#### [Exercise brief]
Working through the lines below, return each one that holds "DetailCall".

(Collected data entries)
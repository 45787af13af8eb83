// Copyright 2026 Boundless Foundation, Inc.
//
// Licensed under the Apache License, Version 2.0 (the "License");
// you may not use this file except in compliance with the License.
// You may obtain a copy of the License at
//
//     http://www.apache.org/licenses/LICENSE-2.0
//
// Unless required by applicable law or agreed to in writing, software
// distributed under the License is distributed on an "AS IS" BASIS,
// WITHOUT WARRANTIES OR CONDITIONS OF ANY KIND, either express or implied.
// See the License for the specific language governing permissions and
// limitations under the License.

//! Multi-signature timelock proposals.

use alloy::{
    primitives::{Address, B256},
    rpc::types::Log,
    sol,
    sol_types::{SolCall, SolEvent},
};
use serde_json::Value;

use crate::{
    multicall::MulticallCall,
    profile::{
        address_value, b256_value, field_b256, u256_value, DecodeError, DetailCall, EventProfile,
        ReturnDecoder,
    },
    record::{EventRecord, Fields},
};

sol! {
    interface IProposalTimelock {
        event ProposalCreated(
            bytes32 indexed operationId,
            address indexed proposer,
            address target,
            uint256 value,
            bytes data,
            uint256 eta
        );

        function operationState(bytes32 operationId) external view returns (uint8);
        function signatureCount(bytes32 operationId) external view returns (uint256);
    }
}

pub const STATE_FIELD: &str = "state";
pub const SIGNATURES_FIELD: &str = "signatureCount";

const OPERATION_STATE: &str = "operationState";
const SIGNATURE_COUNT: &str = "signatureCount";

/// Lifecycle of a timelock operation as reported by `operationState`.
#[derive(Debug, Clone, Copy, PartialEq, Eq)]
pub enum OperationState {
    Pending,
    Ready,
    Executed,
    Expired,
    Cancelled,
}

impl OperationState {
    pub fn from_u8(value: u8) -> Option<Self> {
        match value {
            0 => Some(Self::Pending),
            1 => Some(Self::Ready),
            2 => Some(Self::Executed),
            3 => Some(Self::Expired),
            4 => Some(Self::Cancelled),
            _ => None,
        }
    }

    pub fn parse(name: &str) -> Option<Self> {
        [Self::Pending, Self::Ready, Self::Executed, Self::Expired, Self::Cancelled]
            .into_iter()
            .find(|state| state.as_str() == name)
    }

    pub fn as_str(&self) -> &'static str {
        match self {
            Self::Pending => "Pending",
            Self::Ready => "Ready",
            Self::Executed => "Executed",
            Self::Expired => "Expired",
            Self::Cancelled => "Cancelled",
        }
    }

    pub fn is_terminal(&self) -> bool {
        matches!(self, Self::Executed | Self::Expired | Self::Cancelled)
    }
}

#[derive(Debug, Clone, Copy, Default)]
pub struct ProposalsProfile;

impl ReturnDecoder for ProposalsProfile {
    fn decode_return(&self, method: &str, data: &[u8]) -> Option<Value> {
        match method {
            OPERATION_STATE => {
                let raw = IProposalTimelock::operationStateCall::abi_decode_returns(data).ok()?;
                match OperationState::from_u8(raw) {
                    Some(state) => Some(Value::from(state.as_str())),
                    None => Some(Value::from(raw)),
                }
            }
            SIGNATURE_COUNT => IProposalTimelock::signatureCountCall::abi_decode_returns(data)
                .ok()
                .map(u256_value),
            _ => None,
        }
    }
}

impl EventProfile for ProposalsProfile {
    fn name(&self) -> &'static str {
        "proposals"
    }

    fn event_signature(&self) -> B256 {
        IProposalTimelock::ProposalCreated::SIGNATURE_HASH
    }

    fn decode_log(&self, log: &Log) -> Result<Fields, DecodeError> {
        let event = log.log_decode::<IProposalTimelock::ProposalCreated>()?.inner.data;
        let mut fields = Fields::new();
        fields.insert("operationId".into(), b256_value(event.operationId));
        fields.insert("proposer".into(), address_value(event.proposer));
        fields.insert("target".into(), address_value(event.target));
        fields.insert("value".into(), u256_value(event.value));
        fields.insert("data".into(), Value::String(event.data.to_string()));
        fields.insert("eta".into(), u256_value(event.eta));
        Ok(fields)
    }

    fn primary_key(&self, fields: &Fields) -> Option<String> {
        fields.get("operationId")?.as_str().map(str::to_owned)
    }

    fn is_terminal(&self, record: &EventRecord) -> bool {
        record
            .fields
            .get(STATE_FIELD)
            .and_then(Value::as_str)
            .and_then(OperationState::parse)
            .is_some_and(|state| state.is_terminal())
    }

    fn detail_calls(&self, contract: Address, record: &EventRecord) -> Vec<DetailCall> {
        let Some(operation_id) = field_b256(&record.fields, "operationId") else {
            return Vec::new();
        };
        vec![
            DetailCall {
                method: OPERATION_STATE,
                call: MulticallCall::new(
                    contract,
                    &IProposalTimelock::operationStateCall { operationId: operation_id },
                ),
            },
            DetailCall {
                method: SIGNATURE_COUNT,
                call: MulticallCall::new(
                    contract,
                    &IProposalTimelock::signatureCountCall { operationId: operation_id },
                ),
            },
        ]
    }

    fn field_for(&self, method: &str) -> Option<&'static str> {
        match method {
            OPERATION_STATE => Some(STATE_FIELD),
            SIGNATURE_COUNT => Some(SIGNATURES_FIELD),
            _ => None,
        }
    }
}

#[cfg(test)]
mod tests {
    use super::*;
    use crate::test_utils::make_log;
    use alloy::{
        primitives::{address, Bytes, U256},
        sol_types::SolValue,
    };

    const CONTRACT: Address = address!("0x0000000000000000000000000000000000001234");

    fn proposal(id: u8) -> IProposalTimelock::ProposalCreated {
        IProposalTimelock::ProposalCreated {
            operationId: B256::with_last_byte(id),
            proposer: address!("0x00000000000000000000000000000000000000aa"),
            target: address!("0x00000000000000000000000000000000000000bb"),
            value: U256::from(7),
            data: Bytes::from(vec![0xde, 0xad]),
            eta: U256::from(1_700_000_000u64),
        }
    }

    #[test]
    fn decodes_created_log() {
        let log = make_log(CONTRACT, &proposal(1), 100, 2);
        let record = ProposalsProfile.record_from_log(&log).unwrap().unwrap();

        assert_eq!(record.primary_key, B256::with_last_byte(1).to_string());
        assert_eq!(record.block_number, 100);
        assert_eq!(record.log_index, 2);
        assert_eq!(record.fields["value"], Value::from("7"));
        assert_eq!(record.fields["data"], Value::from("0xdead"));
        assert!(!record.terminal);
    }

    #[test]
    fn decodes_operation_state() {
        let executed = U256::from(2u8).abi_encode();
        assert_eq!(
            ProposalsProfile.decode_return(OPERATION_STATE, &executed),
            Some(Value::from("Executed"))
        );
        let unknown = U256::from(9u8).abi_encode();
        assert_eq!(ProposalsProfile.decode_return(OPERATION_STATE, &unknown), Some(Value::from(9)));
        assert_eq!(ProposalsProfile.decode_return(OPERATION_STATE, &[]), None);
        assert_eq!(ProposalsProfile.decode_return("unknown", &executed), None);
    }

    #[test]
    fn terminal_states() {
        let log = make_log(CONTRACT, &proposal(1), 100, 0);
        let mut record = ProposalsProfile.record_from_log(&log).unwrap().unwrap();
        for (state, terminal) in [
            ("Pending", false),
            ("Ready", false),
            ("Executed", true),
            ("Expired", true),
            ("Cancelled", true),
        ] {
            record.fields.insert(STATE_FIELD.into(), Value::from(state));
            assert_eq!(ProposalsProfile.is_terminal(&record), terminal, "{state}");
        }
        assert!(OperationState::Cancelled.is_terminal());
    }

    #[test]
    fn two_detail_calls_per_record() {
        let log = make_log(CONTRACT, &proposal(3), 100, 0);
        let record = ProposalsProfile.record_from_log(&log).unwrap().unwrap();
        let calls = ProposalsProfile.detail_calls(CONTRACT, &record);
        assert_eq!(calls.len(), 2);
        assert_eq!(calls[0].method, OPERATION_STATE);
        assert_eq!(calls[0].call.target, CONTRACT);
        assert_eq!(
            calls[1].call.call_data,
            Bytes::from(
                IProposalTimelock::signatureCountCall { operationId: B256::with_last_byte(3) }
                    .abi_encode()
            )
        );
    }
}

#### [Written solution]
        address_value, b256_value, field_b256, u256_value, DecodeError, DetailCall, EventProfile,
    fn detail_calls(&self, contract: Address, record: &EventRecord) -> Vec<DetailCall> {
            DetailCall {
            DetailCall {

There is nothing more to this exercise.